星屑ビーナス



昨日の電話で絶対誤解されたと思って急いで帰宅したものの…時すでに遅し。奥谷はいないし電話も出ない。俺は和泉の家は知らないし…と打つ手なく、夜が明けてしまった。

出勤してきてはいるようだからと話をしに行こうとした所、和泉に捕まり通りがかりの浅田も交えての事情聴取となったわけだった。



(…つーか、和泉怖い)

今にも噛みついてきそうな怒りを静かに漂わせる和泉に、言い訳をしても無駄であろうことは明らかだ。

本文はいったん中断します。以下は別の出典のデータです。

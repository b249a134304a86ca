//! Build configuration
//!
//! Everything pipeline generation needs to know about the build, computed once
//! from the Buildkite environment and git.

use crate::changed::{ChangedFiles, Diff, parse_diff_in};
use crate::error::{Error, Result};
use crate::git::Git;
use crate::runtype::RunType;
use chrono::{DateTime, Utc};
use serde::Serialize;
use std::collections::HashMap;
use std::path::{Path, PathBuf};
use tracing::{debug, info, warn};

/// Commit used when the build does not name one
pub const PLACEHOLDER_COMMIT: &str = "1234567890123456789012345678901234567890";

/// Flags set through markers in the commit message
#[derive(Debug, Clone, Copy, Default, PartialEq, Eq, Serialize)]
#[serde(rename_all = "PascalCase")]
pub struct MessageFlags {
    /// `[buildkite-enable-profiling]`: profile every command
    pub profiling_enabled: bool,
    /// `[skip-hash-compare]`: rebuild executor images even when unchanged
    pub skip_hash_compare: bool,
    /// `[review-ready]`: run steps reserved for ready-for-review pull requests
    pub force_ready_for_review: bool,
    /// `[no-bazel]`: skip bazel steps
    pub no_bazel: bool,
}

impl MessageFlags {
    /// Read the markers present in `message`
    #[must_use]
    pub fn parse(message: &str) -> Self {
        Self {
            profiling_enabled: message.contains("[buildkite-enable-profiling]"),
            skip_hash_compare: message.contains("[skip-hash-compare]"),
            force_ready_for_review: message.contains("[review-ready]"),
            no_bazel: message.contains("[no-bazel]"),
        }
    }
}

/// Configuration of a single build
#[derive(Debug, Clone)]
pub struct Config {
    /// When generation started
    pub time: DateTime<Utc>,
    /// Branch being built
    pub branch: String,
    /// Tag being built, empty for branch builds
    pub tag: String,
    /// Version stamped into images and binaries
    pub version: String,
    /// Commit being built
    pub commit: String,
    /// Buildkite build number
    pub build_number: u64,
    /// Categories touched by the change
    pub diff: Diff,
    /// Per-category entries of the change
    pub changed_files: ChangedFiles,
    /// Classification of the build
    pub run_type: RunType,
    /// Commits of which at least one must be an ancestor of HEAD
    pub must_include_commit: Vec<String>,
    /// Commit message markers
    pub message_flags: MessageFlags,
    /// Raw commit message
    pub message: String,
    /// Repository the pull request comes from, if any
    pub pull_request_repo: String,
    /// Number of times this job has been retried
    pub retry_count: u32,
    /// Checkout the build runs in
    pub repo_root: PathBuf,
}

fn var<'a>(env: &'a HashMap<String, String>, key: &str) -> &'a str {
    env.get(key).map_or("", String::as_str)
}

fn number<T: std::str::FromStr + Default>(env: &HashMap<String, String>, key: &str) -> T {
    let value = var(env, key);
    if value.is_empty() {
        return T::default();
    }
    value.parse().unwrap_or_else(|_| {
        warn!(key, value, "ignoring non-numeric value");
        T::default()
    })
}

impl Config {
    /// Compute the configuration from a Buildkite environment
    pub fn compute(
        env: &HashMap<String, String>,
        git: &dyn Git,
        now: DateTime<Utc>,
        repo_root: &Path,
    ) -> Result<Self> {
        let branch = var(env, "BUILDKITE_BRANCH").to_string();
        let tag = var(env, "BUILDKITE_TAG").to_string();
        let message = var(env, "BUILDKITE_MESSAGE").to_string();
        let build_number: u64 = number(env, "BUILDKITE_BUILD_NUMBER");
        let run_type = RunType::compute(&tag, &branch, env);

        let mut commit = var(env, "BUILDKITE_COMMIT").to_string();
        let range = if commit.is_empty() {
            commit = PLACEHOLDER_COMMIT.to_string();
            "origin/main...".to_string()
        } else if run_type.is(&[RunType::MainBranch, RunType::MainDryRun]) {
            "@^".to_string()
        } else {
            format!("origin/main...{commit}")
        };

        let files = git.diff_names(&range)?;
        debug!(%range, files = files.len(), "listed changed files");
        let (diff, changed_files) = parse_diff_in(repo_root, &files);

        let version = compute_version(run_type, &tag, &commit, build_number, now);
        let must_include_commit = var(env, "MUST_INCLUDE_COMMIT")
            .split(',')
            .map(str::trim)
            .filter(|c| !c.is_empty())
            .map(ToString::to_string)
            .collect();

        info!(run_type = %run_type, %diff, %version, "computed build configuration");

        Ok(Self {
            time: now,
            branch,
            tag,
            version,
            commit,
            build_number,
            diff,
            changed_files,
            run_type,
            must_include_commit,
            message_flags: MessageFlags::parse(&message),
            message,
            pull_request_repo: var(env, "BUILDKITE_PULL_REQUEST_REPO").to_string(),
            retry_count: number(env, "BUILDKITE_RETRY_COUNT"),
            repo_root: repo_root.to_path_buf(),
        })
    }

    /// Compute the configuration from the process environment
    pub fn from_env(git: &dyn Git, repo_root: &Path) -> Result<Self> {
        let env: HashMap<String, String> = std::env::vars().collect();
        Self::compute(&env, git, Utc::now(), repo_root)
    }

    /// The first 12 characters of the commit
    #[must_use]
    pub fn short_commit(&self) -> String {
        self.commit.chars().take(12).collect()
    }

    /// Tag of the images built for this build before they are promoted
    #[must_use]
    pub fn candidate_image_tag(&self) -> String {
        candidate_image_tag(&self.commit, self.build_number)
    }

    /// Check that HEAD contains at least one of the required commits
    pub fn ensure_commit(&self, git: &dyn Git) -> Result<()> {
        if self.must_include_commit.is_empty() {
            return Ok(());
        }

        let mut details = Vec::new();
        for commit in &self.must_include_commit {
            match git.is_ancestor(commit, "HEAD") {
                Ok(()) => {
                    debug!(%commit, "required commit found");
                    return Ok(());
                }
                Err(err) => details.push(format!("{commit}: {err}")),
            }
        }

        Err(Error::MissingCommit {
            branch: self.branch.clone(),
            commit: self.commit.clone(),
            expected: self.must_include_commit.clone(),
            details: details.join("\n"),
        })
    }
}

/// `<commit>_<build>_candidate`
#[must_use]
pub fn candidate_image_tag(commit: &str, build_number: u64) -> String {
    format!("{commit}_{build_number}_candidate")
}

fn compute_version(
    run_type: RunType,
    tag: &str,
    commit: &str,
    build_number: u64,
    now: DateTime<Utc>,
) -> String {
    let mut version = if run_type == RunType::TaggedRelease {
        tag.trim_start_matches('v').to_string()
    } else {
        let short: String = commit.chars().take(12).collect();
        format!("{build_number:05}_{}_{short}", now.format("%Y-%m-%d"))
    };
    if run_type.is(&[
        RunType::ImagePatch,
        RunType::ImagePatchNoTest,
        RunType::ExecutorPatchNoTest,
    ]) {
        version.push_str("_patch");
    }
    version
}

#[cfg(test)]
mod tests {
    use super::*;
    use crate::git::StaticGit;
    use chrono::TimeZone;

    const COMMIT: &str = "0123456789abcdef0123456789abcdef01234567";

    fn now() -> DateTime<Utc> {
        Utc.with_ymd_and_hms(2023, 4, 5, 6, 7, 8).unwrap()
    }

    fn env(pairs: &[(&str, &str)]) -> HashMap<String, String> {
        pairs
            .iter()
            .map(|(k, v)| ((*k).to_string(), (*v).to_string()))
            .collect()
    }

    #[derive(Default)]
    struct RecordingGit {
        ranges: std::cell::RefCell<Vec<String>>,
    }

    impl Git for RecordingGit {
        fn diff_names(&self, range: &str) -> Result<Vec<String>> {
            self.ranges.borrow_mut().push(range.to_string());
            Ok(vec!["main.go".to_string()])
        }

        fn is_ancestor(&self, _ancestor: &str, _descendant: &str) -> Result<()> {
            Ok(())
        }
    }

    fn compute(pairs: &[(&str, &str)]) -> (Config, Vec<String>) {
        let git = RecordingGit::default();
        let config = Config::compute(&env(pairs), &git, now(), Path::new("/nonexistent")).unwrap();
        (config, git.ranges.take())
    }

    #[test]
    fn test_pull_request() {
        let (config, ranges) = compute(&[
            ("BUILDKITE_BRANCH", "my-feature"),
            ("BUILDKITE_COMMIT", COMMIT),
            ("BUILDKITE_BUILD_NUMBER", "42"),
        ]);
        assert_eq!(config.run_type, RunType::PullRequest);
        assert_eq!(ranges, vec![format!("origin/main...{COMMIT}")]);
        assert!(config.diff.only(Diff::GO));
        assert_eq!(config.version, "00042_2023-04-05_0123456789ab");
        assert_eq!(config.short_commit(), "0123456789ab");
        assert_eq!(config.candidate_image_tag(), format!("{COMMIT}_42_candidate"));
    }

    #[test]
    fn test_main_diffs_against_parent() {
        let (config, ranges) = compute(&[("BUILDKITE_BRANCH", "main"), ("BUILDKITE_COMMIT", COMMIT)]);
        assert_eq!(config.run_type, RunType::MainBranch);
        assert_eq!(ranges, vec!["@^"]);
    }

    #[test]
    fn test_missing_commit_uses_placeholder() {
        let (config, ranges) = compute(&[("BUILDKITE_BRANCH", "my-feature")]);
        assert_eq!(config.commit, PLACEHOLDER_COMMIT);
        assert_eq!(ranges, vec!["origin/main..."]);
    }

    #[test]
    fn test_tagged_release_version() {
        let (config, _) = compute(&[
            ("BUILDKITE_BRANCH", "5.1"),
            ("BUILDKITE_TAG", "v5.1.2"),
            ("BUILDKITE_COMMIT", COMMIT),
        ]);
        assert_eq!(config.run_type, RunType::TaggedRelease);
        assert_eq!(config.version, "5.1.2");
    }

    #[test]
    fn test_patch_version_suffix() {
        let (config, _) = compute(&[
            ("BUILDKITE_BRANCH", "docker-images-patch/gitserver"),
            ("BUILDKITE_COMMIT", COMMIT),
            ("BUILDKITE_BUILD_NUMBER", "7"),
        ]);
        assert_eq!(config.version, "00007_2023-04-05_0123456789ab_patch");
    }

    #[test]
    fn test_message_flags() {
        let flags = MessageFlags::parse("fix things\n\n[skip-hash-compare] [review-ready]");
        assert!(flags.skip_hash_compare);
        assert!(flags.force_ready_for_review);
        assert!(!flags.profiling_enabled);
        assert!(!flags.no_bazel);

        let json = serde_json::to_value(flags).unwrap();
        assert_eq!(json["SkipHashCompare"], true);
    }

    #[test]
    fn test_invalid_numbers_default_to_zero() {
        let (config, _) = compute(&[
            ("BUILDKITE_BUILD_NUMBER", "abc"),
            ("BUILDKITE_RETRY_COUNT", "2"),
        ]);
        assert_eq!(config.build_number, 0);
        assert_eq!(config.retry_count, 2);
    }

    #[test]
    fn test_ensure_commit() {
        let (mut config, _) = compute(&[("BUILDKITE_BRANCH", "my-feature")]);
        let git = StaticGit::default().with_ancestor("bbb");

        assert!(config.ensure_commit(&git).is_ok());

        config.must_include_commit = vec!["aaa".to_string(), "bbb".to_string()];
        assert!(config.ensure_commit(&git).is_ok());

        config.must_include_commit = vec!["aaa".to_string(), "ccc".to_string()];
        let err = config.ensure_commit(&git).unwrap_err();
        let Error::MissingCommit {
            expected, details, ..
        } = &err
        else {
            panic!("expected MissingCommit, got {err:?}");
        };
        assert_eq!(expected, &["aaa", "ccc"]);
        assert!(details.contains("aaa: "));
        assert!(details.contains("ccc: "));
        assert!(err.to_string().contains("aaa, ccc"));
    }

    #[test]
    fn test_must_include_commit_parsing() {
        let (config, _) = compute(&[("MUST_INCLUDE_COMMIT", "aaa, bbb,,")]);
        assert_eq!(config.must_include_commit, vec!["aaa", "bbb"]);
    }

    #[test]
    fn test_from_env() {
        temp_env::with_vars(
            [
                ("BUILDKITE_BRANCH", Some("main-dry-run/test")),
                ("BUILDKITE_COMMIT", Some(COMMIT)),
                ("BUILDKITE_MESSAGE", Some("[no-bazel]")),
                ("BUILDKITE_PULL_REQUEST_REPO", Some("https://github.com/org/repo")),
                ("BUILDKITE_TAG", None),
                ("RELEASE_NIGHTLY", None),
            ],
            || {
                let git = StaticGit::new(["client/web/src/index.tsx"]);
                let config = Config::from_env(&git, Path::new("/nonexistent")).unwrap();
                assert_eq!(config.run_type, RunType::MainDryRun);
                assert!(config.diff.has(Diff::CLIENT));
                assert!(config.message_flags.no_bazel);
                assert_eq!(config.pull_request_repo, "https://github.com/org/repo");
            },
        );
    }
}
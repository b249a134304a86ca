//! Wolfi packages and base images
//!
//! Package definitions live in `wolfi-packages/<name>.yaml` and base image
//! definitions in `wolfi-images/<name>.yaml`. Packages are built first, then
//! indexed into a repository the base image builds install from.

use super::sanitize_step_key;
use crate::operations::Operation;
use pipegen_buildkite::{PipelineBuilder, StepOpt};
use std::path::Path;
use tracing::{debug, warn};

/// Key of the package repository index step
pub const REPO_INDEX_KEY: &str = "buildRepoIndex";
/// Key of the step waiting for every base image
pub const ALL_BASE_IMAGES_KEY: &str = "buildAllBaseImages";

const SCRIPTS: &str = "./enterprise/dev/ci/scripts/wolfi";
const UNCHANGED_EXIT_STATUS: i32 = 222;

fn package_key(name: &str) -> String {
    sanitize_step_key(&format!("package-dependency-{name}"))
}

fn base_image_key(name: &str) -> String {
    sanitize_step_key(&format!("build-base-image-{name}"))
}

/// Names of every base image defined under `wolfi-images/`
#[must_use]
pub fn discover_base_images(repo_root: &Path) -> Vec<String> {
    let pattern = repo_root.join("wolfi-images").join("*.yaml");
    let mut names = Vec::new();
    match glob::glob(&pattern.to_string_lossy()) {
        Ok(paths) => {
            for path in paths.flatten() {
                if let Some(stem) = path.file_stem().and_then(|s| s.to_str()) {
                    names.push(stem.to_string());
                }
            }
        }
        Err(err) => warn!(%err, "invalid base image pattern"),
    }
    names.sort();
    debug!(images = names.len(), "discovered wolfi base images");
    names
}

/// Builds one Wolfi package
#[derive(Debug, Clone)]
pub struct WolfiPackage {
    name: String,
    queue: String,
}

impl WolfiPackage {
    /// Build package `name` on agents of `queue`
    #[must_use]
    pub fn new(name: impl Into<String>, queue: impl Into<String>) -> Self {
        Self {
            name: name.into(),
            queue: queue.into(),
        }
    }
}

impl Operation for WolfiPackage {
    fn name(&self) -> String {
        format!("package {}", self.name)
    }

    fn apply(&self, pipeline: &mut PipelineBuilder) {
        pipeline.add_step(
            format!(":package: Package dependency '{}'", self.name),
            [
                StepOpt::cmd(format!("{SCRIPTS}/build-package.sh {}", self.name)),
                StepOpt::agent("queue", &self.queue),
                StepOpt::key(package_key(&self.name)),
                StepOpt::SoftFail(vec![UNCHANGED_EXIT_STATUS]),
            ],
        );
    }
}

/// Indexes the built packages into a package repository
#[derive(Debug, Clone)]
pub struct WolfiRepoIndex {
    packages: Vec<String>,
}

impl WolfiRepoIndex {
    /// Index once every package in `packages` was built
    #[must_use]
    pub fn new(packages: &[String]) -> Self {
        Self {
            packages: packages.to_vec(),
        }
    }
}

impl Operation for WolfiRepoIndex {
    fn name(&self) -> String {
        "package repository index".to_string()
    }

    fn apply(&self, pipeline: &mut PipelineBuilder) {
        pipeline.add_step(
            ":card_index_dividers: Build and sign repository index",
            [
                StepOpt::cmd(format!("{SCRIPTS}/build-repo-index.sh")),
                StepOpt::key(REPO_INDEX_KEY),
                StepOpt::DependsOn(self.packages.iter().map(|p| package_key(p)).collect()),
            ],
        );
    }
}

/// Builds one Wolfi base image
#[derive(Debug, Clone)]
pub struct WolfiBaseImage {
    name: String,
    tag: String,
    queue: String,
    after_packages: bool,
}

impl WolfiBaseImage {
    /// Build base image `name` tagged `tag`
    ///
    /// With `after_packages` the build waits for the repository index, so it
    /// installs the freshly built packages.
    #[must_use]
    pub fn new(
        name: impl Into<String>,
        tag: impl Into<String>,
        queue: impl Into<String>,
        after_packages: bool,
    ) -> Self {
        Self {
            name: name.into(),
            tag: tag.into(),
            queue: queue.into(),
            after_packages,
        }
    }
}

impl Operation for WolfiBaseImage {
    fn name(&self) -> String {
        format!("base image {}", self.name)
    }

    fn apply(&self, pipeline: &mut PipelineBuilder) {
        let mut opts = vec![
            StepOpt::cmd(format!(
                "{SCRIPTS}/build-base-image.sh {} {}",
                self.name, self.tag
            )),
            StepOpt::agent("queue", &self.queue),
            StepOpt::key(base_image_key(&self.name)),
            StepOpt::SoftFail(vec![UNCHANGED_EXIT_STATUS]),
        ];
        if self.after_packages {
            opts.push(StepOpt::depends_on(REPO_INDEX_KEY));
        }
        pipeline.add_step(
            format!(":octopus: Build Wolfi base image '{}'", self.name),
            opts,
        );
    }
}

/// Marks the point where every base image is built
#[derive(Debug, Clone)]
pub struct AllBaseImagesBuilt {
    images: Vec<String>,
}

impl AllBaseImagesBuilt {
    /// Wait for every image in `images`
    #[must_use]
    pub fn new(images: &[String]) -> Self {
        Self {
            images: images.to_vec(),
        }
    }
}

impl Operation for AllBaseImagesBuilt {
    fn name(&self) -> String {
        "all base images built".to_string()
    }

    fn apply(&self, pipeline: &mut PipelineBuilder) {
        pipeline.add_step(
            ":octopus: All base images built",
            [
                StepOpt::raw_cmd("echo 'All base images built'"),
                StepOpt::key(ALL_BASE_IMAGES_KEY),
                StepOpt::DependsOn(self.images.iter().map(|i| base_image_key(i)).collect()),
            ],
        );
    }
}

「…確かに、仕事にかまけてまともに話も聞かなかったのは悪かったよ」

「本当ですよね、最低。ドレスも私と選んでこいって言ったらしいじゃないですか」

「え!悠、さすがにそれは…女心を分かってないというか」

「仕方ないだろ!女の衣装選びは長いし、そこまで時間作ることも出来なかったんだから…俺の都合に合わせると決めるのも遅くなるし」

「ふーん?理由はともかく、前の女には出来たことが知香には出来ないってことかしら」

「そうじゃなくてだな…」



笑顔を見せるものの全く笑っていないその目に、浅田が間に入り込んではまぁまぁと和泉を宥める。